Temblor, movimiento telúrico, sismo, sacudida, tremor, remezón, tangoneo, seísmo, bamboleo, pulso, inclinación, columpio, latigazo, zangoloteo, trémulo o terremoto, son algunas de las acepciones o palabras con las que a lo largo de la historia y en diferentes regiones se identifica a este fenómeno natural que ha acompañado al ser humano desde siempre. La memoria arquitectónica de Colima, nuestra desdentada ciudad capital, con algunas céntricas fincas convertidas en lotes o improvisados estacionamientos dan fea y triste evidencia de los avatares por los que los que hemos transitado por esa replicada causa con registros fatales, aunque seguramente hubo otros antes, datan desde 1576, 1690, 1711, 1806, 1818, 1932, 1941, 1973, 1995 y el del 21 de enero del 2003.

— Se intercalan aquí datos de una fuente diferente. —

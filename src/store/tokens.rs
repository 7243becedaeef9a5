//! Token lifecycle: issue, look up, revoke.

use once_cell::sync::Lazy;
use rand::rngs::OsRng;
use rand::RngCore;
use regex::Regex;

use crate::models::token::{log_prefix, NewToken, Token};
use crate::store::{InsertOutcome, TokenRepository};

/// How many fresh values to try before giving up on a colliding insert.
pub const MAX_ISSUE_ATTEMPTS: usize = 10;

static TOKEN_VALUE_RE: Lazy<Regex> = Lazy::new(|| Regex::new(r"^[0-9a-f]{64}$").unwrap());

#[derive(Debug, Clone, PartialEq, Eq)]
pub enum IssueOutcome {
    Issued(String),
    /// Every attempt collided with an existing token.
    Exhausted,
}

/// Could `value` have come from [`generate_token_value`]?
pub fn is_token_shaped(value: &str) -> bool {
    TOKEN_VALUE_RE.is_match(value)
}

/// 256 bits from the OS CSPRNG as 64 lowercase hex characters.
pub fn generate_token_value() -> String {
    let mut bytes = [0u8; 32];
    OsRng.fill_bytes(&mut bytes);
    hex::encode(bytes)
}

/// Store a new active token under a random value.
pub async fn issue(
    repo: &dyn TokenRepository,
    me: &str,
    client_id: &str,
    scope: &str,
) -> anyhow::Result<IssueOutcome> {
    issue_with(repo, generate_token_value, me, client_id, scope).await
}

/// Like [`issue`], drawing candidate values from `next_value`.
pub async fn issue_with<F>(
    repo: &dyn TokenRepository,
    mut next_value: F,
    me: &str,
    client_id: &str,
    scope: &str,
) -> anyhow::Result<IssueOutcome>
where
    F: FnMut() -> String + Send,
{
    for attempt in 1..=MAX_ISSUE_ATTEMPTS {
        let token = NewToken {
            value: next_value(),
            me: me.to_string(),
            client_id: client_id.to_string(),
            scope: scope.to_string(),
        };
        match repo.insert_token(&token).await? {
            InsertOutcome::Inserted => {
                tracing::info!(
                    token = log_prefix(&token.value),
                    me = %me,
                    client_id = %client_id,
                    "issued token"
                );
                return Ok(IssueOutcome::Issued(token.value));
            }
            InsertOutcome::Conflict => {
                tracing::warn!(attempt, "token value collided, regenerating");
            }
        }
    }
    tracing::error!(attempts = MAX_ISSUE_ATTEMPTS, "gave up issuing token after repeated collisions");
    Ok(IssueOutcome::Exhausted)
}

pub async fn lookup(repo: &dyn TokenRepository, value: &str) -> anyhow::Result<Option<Token>> {
    repo.get_token(value).await
}

/// Revoke if active. Unknown and already revoked tokens are left alone.
/// Values that cannot be a token never reach the store.
pub async fn revoke(repo: &dyn TokenRepository, value: &str) -> anyhow::Result<()> {
    if !is_token_shaped(value) {
        tracing::debug!("revoke of a value that is not token-shaped ignored");
        return Ok(());
    }
    if repo.revoke_token(value).await? {
        tracing::info!(token = log_prefix(value), "revoked token");
    } else {
        tracing::debug!(token = log_prefix(value), "revoke was a no-op");
    }
    Ok(())
}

Según el reporte preliminar del 28 de enero, el saldo reconocido oficialmente fue de 23 muertos y 300 heridos, entre más de 12 mil 284 viviendas dañadas, de las cuales 2 mil 969 fueron de pérdida total, 4 mil 444 con daños parciales y 4 mil 871 daños leves en toda la geografía estatal. La reacción gubernamental local coordinada con las instancias federales fue inmediata y, en mi opinión, se mantuvo a la altura de las circunstancias desde el primer momento y conforme los tiempos y las necesidades lo fueron ameritando. La solidaridad prontamente se puso de manifiesto, el lugar del epicentro fue referencia mundial, la comunidad internacional se hizo presente, el mismo Papa saludó y dedicó parte de su homilía a Cuyutlán, Armería, Colima y al pueblo de México, expresando su fraternidad con las familias de las víctimas fatales y las decenas de heridos.    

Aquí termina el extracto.